Attending to the wedge stimulus substantially increased the reliability of fMRI responses in each defined cortical area (p<0.0001 in each area, two-tailed t-test, n=50 runs). For the group of eight subjects, all areas (V1, V2, V3, V3A/B, V4, IPS0, IPS1, IPS2, LO1, LO2, and VO1) showed increases in reliability that ranged between 20 and 35% (Figure 4). A similar pattern of results was obtained when assessing reliability for individual subjects (Figure 5). Area V4 showed significant (p<0.05, two-tailed t-test, n=5, 6, or 7 runs per subject) enhancement of response reliability when attending to the wedge stimulus in all eight subjects; V1, V2, V3, and VO1 in seven of eight subjects; V3A/B and IPS1 in five subjects; IPS0 and LO1 in four subjects; and IPS2 and LO2 in three subjects. Out of a total of 88 subject and cortical area combinations, only four (Subject #5 – LO2 and IPS1; Subject #6 – LO1; Subject #8 – V3A/B) showed numerical decreases in reliability in the attention-to-wedge condition, and none of these decreases were statistically significant (Figure 5).
Figure 4. Attending to the retinotopic mapping stimulus increases response reliability.
Coherence z-scores were computed for the attention-to-fixation baseline for each topographic area. For each attention-to-wedge run, a coherence z-score was computed for each area, and the effects of attention were expressed as percent change from the attention-to-fixation baseline. Attending to the wedge significantly increased response reliability (coherence) for all eleven areas.

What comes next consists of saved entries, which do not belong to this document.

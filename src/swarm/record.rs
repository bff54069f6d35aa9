//! Peer record codec.
//!
//! A [`Peer`] is stored as a flat record with one field per attribute. All
//! values are written in their `Display` form:
//!
//! Field           | Example
//! ---|---
//! `id`            | `-qB00000000000000000`
//! `user_id`       | `7`
//! `torrent_id`    | `42`
//! `ip`            | `126.0.0.1`
//! `port`          | `6889`
//! `uploaded`      | `1024`
//! `downloaded`    | `3000`
//! `left`          | `4200`
//! `last_announce` | `1669397478`
//!
//! Every field is written on every put, so a put replaces the whole record.
//! Extra fields in a stored record are ignored.
use std::panic::Location;
use std::str::FromStr;

use torrust_tracker_primitives::peer::Peer;
use torrust_tracker_primitives::StoreDriver;

use super::backend::Record;
use super::error::Error;

const ID: &str = "id";
const USER_ID: &str = "user_id";
const TORRENT_ID: &str = "torrent_id";
const IP: &str = "ip";
const PORT: &str = "port";
const UPLOADED: &str = "uploaded";
const DOWNLOADED: &str = "downloaded";
const LEFT: &str = "left";
const LAST_ANNOUNCE: &str = "last_announce";

#[must_use]
pub fn encode(peer: &Peer) -> Vec<(String, String)> {
    vec![
        (ID.to_owned(), peer.id.clone()),
        (USER_ID.to_owned(), peer.user_id.to_string()),
        (TORRENT_ID.to_owned(), peer.torrent_id.to_string()),
        (IP.to_owned(), peer.ip.to_string()),
        (PORT.to_owned(), peer.port.to_string()),
        (UPLOADED.to_owned(), peer.uploaded.to_string()),
        (DOWNLOADED.to_owned(), peer.downloaded.to_string()),
        (LEFT.to_owned(), peer.left.to_string()),
        (LAST_ANNOUNCE.to_owned(), peer.last_announce.to_string()),
    ]
}

/// It decodes the record stored under `key`.
///
/// # Errors
///
/// Will return `Error::MalformedRecord` if a field is missing or does not
/// parse.
#[track_caller]
pub fn decode(key: &str, record: &Record, driver: StoreDriver) -> Result<Peer, Error> {
    let location = Location::caller();

    let peer = || -> Result<Peer, String> {
        Ok(Peer {
            id: field::<String>(record, ID)?,
            user_id: field(record, USER_ID)?,
            torrent_id: field(record, TORRENT_ID)?,
            ip: field(record, IP)?,
            port: field(record, PORT)?,
            uploaded: field(record, UPLOADED)?,
            downloaded: field(record, DOWNLOADED)?,
            left: field(record, LEFT)?,
            last_announce: field(record, LAST_ANNOUNCE)?,
        })
    };

    peer().map_err(|reason| Error::MalformedRecord {
        key: key.to_owned(),
        reason,
        driver,
        location,
    })
}

fn field<T: FromStr>(record: &Record, name: &str) -> Result<T, String> {
    let value = record.get(name).ok_or_else(|| format!("missing field `{name}`"))?;

    value
        .parse()
        .map_err(|_| format!("invalid value `{value}` for field `{name}`"))
}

Figure 5. Attending to the retinotopic mapping stimulus increases response reliability – individual subject data.
Conventions are the same as in Figure 4, but individual data for all eight participants are displayed.
Attention improves reliability of retinotopic mapping signals for averaged time series
The data presented in Figures 4 and 5 demonstrate the improvement in SNR for single fMRI runs that results from attending to the wedge stimulus. However, retinotopic mapping analyses are typically performed on time series averaged over several runs. Averaging across runs reduces noise (since the phases of fluctuations at non-stimulus frequencies are generally independent across runs), but preserves signal (since the phase of the evoked fMRI response relative to the visual stimulus cycle is similar across runs). We quantified the increase in response reliability caused by attending to the retinotopic mapping stimulus for time series that were averaged across runs. For a given subject, 5-7 attention-to-wedge runs were averaged, and coherence z-scores were computed for the average time series. Analogous values were computed for the average of an equal number of attention-to-fixation runs for that subject, and the effect of attending to the wedge was quantified as percent change in coherence z-score relative to the mean attention-to-fixation baseline. Compared to analysis of individual runs, attending to the wedge stimulus produced an even greater improvement in SNR when time series were averaged prior to computing reliability (Figure 6). In early visual areas (V1-V4) and ventral occipital cortex (VO1), attending to the visual stimulus increased reliability by approximately 50%. This effect was more pronounced in higher cortical areas, with reliability increases of approximately 65-90% in IPS0, IPS1, IPS2, LO1, and LO2. In addition, out of a total of 88 subject and cortical area combinations, only one (Subject #6 – LO1) showed a numerical decrease (1%) in reliability of the average time series in the attention-to-wedge condition.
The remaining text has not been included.